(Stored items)
- - -

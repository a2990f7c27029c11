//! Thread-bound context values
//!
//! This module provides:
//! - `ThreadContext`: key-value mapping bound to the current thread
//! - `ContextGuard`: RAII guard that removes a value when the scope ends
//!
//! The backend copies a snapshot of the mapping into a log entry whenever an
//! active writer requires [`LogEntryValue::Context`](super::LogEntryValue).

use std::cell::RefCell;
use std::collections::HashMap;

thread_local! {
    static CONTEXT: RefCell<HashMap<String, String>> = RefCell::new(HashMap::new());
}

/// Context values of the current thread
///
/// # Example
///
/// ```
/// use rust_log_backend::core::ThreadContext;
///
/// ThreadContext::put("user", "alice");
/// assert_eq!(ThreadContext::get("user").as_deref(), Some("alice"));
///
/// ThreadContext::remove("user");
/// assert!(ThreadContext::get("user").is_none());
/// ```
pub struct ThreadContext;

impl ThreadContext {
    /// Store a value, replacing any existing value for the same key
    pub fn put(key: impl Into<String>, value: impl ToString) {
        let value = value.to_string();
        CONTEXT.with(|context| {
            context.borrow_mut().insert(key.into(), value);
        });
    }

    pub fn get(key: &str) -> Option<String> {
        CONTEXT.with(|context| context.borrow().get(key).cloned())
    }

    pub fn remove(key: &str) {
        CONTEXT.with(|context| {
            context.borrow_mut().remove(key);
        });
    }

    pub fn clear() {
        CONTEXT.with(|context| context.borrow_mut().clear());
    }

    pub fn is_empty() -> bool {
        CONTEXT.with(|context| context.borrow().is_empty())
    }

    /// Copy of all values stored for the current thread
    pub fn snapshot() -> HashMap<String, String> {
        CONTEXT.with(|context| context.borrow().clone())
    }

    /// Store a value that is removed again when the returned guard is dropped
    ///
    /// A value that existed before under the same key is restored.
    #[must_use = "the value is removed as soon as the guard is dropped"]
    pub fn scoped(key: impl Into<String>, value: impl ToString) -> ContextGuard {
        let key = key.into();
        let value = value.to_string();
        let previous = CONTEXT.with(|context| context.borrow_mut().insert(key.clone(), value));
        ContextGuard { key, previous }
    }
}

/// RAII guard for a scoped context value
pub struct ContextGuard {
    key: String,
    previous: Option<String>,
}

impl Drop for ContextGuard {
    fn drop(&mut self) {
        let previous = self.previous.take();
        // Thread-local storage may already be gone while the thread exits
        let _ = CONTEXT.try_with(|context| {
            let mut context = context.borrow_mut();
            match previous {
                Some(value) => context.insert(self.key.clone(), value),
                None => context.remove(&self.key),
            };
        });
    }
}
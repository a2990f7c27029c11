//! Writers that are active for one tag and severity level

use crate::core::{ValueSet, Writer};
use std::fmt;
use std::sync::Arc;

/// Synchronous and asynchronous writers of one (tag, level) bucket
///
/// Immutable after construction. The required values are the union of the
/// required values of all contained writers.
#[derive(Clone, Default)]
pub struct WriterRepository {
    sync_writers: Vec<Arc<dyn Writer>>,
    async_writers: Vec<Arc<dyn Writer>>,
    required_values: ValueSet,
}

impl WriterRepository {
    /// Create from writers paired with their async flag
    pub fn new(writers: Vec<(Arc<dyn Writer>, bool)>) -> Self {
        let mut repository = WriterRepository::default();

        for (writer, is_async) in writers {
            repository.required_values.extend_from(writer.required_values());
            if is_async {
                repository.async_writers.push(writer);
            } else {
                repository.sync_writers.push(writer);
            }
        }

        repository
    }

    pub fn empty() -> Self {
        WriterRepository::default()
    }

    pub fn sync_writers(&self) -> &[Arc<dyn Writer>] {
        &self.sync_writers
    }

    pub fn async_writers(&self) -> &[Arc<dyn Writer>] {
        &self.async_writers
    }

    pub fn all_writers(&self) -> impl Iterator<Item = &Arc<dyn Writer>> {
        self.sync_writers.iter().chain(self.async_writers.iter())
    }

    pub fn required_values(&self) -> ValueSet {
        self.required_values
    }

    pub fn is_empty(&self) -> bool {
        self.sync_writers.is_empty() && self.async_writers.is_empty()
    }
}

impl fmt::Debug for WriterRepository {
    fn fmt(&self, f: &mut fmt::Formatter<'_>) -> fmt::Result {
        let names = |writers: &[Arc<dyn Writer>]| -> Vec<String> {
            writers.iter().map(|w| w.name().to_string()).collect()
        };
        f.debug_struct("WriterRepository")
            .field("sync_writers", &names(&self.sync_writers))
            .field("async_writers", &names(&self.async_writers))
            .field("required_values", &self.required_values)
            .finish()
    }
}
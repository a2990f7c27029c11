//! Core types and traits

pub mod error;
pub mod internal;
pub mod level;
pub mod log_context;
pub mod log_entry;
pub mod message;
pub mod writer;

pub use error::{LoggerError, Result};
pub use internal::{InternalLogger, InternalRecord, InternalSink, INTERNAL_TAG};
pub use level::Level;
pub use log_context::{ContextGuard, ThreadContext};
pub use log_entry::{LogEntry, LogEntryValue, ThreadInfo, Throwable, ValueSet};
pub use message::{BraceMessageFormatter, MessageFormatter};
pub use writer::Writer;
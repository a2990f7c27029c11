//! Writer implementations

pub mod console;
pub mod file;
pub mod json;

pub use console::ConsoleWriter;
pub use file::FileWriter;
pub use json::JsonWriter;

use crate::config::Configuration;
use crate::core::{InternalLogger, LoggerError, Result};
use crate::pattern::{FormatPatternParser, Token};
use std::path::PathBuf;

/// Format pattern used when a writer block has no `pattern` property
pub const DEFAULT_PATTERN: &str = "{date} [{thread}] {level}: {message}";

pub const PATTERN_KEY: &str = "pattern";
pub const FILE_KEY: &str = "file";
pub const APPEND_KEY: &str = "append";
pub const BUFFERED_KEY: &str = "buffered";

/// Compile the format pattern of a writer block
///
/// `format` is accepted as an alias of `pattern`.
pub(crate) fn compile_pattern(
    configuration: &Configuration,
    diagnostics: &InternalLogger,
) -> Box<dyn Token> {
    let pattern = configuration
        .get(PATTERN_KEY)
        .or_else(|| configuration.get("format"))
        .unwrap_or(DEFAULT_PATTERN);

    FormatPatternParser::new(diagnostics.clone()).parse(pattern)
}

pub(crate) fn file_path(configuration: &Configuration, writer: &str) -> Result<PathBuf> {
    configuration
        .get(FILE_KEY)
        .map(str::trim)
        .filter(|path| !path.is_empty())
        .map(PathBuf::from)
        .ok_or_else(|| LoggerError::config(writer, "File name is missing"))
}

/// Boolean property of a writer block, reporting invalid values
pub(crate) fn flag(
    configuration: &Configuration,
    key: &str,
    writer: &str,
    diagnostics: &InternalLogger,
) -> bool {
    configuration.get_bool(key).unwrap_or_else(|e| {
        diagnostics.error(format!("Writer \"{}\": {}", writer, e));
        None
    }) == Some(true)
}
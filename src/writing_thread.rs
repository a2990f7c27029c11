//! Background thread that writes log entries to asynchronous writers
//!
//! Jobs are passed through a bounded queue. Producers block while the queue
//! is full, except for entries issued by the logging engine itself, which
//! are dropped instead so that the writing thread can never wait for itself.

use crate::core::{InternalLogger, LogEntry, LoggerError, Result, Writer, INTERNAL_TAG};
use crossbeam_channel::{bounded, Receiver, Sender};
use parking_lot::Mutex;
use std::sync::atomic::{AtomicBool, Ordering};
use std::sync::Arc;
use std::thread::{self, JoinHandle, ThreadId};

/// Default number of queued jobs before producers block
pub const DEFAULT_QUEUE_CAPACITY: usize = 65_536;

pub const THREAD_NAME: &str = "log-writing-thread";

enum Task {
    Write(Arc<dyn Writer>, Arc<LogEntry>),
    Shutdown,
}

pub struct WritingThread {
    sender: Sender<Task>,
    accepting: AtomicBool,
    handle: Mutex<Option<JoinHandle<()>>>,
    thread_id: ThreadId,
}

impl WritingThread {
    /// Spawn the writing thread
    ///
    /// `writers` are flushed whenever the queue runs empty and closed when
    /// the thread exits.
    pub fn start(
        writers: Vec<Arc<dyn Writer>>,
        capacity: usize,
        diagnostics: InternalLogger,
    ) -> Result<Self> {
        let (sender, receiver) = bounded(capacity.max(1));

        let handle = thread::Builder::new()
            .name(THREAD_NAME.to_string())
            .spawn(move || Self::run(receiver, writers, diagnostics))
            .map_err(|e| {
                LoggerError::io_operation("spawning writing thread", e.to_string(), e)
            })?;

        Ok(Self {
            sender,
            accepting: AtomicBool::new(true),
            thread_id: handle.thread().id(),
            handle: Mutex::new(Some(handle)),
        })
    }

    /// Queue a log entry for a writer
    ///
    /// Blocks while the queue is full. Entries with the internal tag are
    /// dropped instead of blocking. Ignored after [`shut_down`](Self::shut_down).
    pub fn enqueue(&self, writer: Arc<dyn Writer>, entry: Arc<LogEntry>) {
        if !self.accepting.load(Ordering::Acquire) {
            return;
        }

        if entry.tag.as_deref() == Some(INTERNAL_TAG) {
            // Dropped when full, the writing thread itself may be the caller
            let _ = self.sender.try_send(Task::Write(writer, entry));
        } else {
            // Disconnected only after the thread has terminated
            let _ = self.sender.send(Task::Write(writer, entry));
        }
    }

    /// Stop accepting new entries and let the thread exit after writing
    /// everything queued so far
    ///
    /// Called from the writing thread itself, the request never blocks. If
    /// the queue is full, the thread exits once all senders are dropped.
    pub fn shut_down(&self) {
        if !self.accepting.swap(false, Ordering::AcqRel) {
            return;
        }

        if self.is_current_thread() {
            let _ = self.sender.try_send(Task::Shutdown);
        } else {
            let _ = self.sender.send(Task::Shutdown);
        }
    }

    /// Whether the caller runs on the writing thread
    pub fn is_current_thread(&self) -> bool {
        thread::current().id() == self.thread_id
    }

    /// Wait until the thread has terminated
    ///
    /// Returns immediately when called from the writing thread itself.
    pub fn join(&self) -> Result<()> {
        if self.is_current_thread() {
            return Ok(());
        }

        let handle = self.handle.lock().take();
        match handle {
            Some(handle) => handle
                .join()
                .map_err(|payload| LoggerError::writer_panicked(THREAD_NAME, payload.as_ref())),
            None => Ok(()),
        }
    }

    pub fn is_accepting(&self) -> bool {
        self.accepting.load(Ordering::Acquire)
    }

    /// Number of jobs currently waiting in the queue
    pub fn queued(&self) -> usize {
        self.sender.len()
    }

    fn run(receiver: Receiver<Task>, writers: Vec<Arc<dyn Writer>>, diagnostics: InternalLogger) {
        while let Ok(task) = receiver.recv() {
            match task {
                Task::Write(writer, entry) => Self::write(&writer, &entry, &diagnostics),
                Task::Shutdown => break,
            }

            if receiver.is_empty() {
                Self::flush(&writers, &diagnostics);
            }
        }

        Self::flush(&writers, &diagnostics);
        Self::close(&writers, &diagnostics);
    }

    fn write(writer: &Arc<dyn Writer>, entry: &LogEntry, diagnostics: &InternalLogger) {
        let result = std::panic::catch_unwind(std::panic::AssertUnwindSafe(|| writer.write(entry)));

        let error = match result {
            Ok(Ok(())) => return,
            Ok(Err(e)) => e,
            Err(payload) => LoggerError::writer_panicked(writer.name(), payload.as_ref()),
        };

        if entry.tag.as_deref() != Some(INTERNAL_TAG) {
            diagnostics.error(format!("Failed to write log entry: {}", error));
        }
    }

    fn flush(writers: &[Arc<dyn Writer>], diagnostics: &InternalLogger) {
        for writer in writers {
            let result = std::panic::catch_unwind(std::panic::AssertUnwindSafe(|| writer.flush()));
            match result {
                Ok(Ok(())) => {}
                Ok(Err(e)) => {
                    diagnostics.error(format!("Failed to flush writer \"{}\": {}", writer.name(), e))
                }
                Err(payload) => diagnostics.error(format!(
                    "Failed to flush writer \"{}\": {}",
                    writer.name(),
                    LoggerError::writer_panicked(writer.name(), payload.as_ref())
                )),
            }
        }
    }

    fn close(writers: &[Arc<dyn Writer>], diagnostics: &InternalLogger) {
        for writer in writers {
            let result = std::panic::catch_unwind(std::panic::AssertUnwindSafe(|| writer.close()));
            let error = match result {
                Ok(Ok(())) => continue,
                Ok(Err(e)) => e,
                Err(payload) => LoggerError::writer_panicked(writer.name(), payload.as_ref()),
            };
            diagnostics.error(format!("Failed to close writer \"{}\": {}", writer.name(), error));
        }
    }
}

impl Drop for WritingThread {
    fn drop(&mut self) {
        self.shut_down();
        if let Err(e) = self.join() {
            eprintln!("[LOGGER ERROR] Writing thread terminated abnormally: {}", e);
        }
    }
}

- - -

### [INSTRUCTIONS FOR THE TASK]
Copy out the lines above with "ToString" in them.

### [THE COMPLETED TASK]
    pub fn put(key: impl Into<String>, value: impl ToString) {
    pub fn scoped(key: impl Into<String>, value: impl ToString) -> ContextGuard {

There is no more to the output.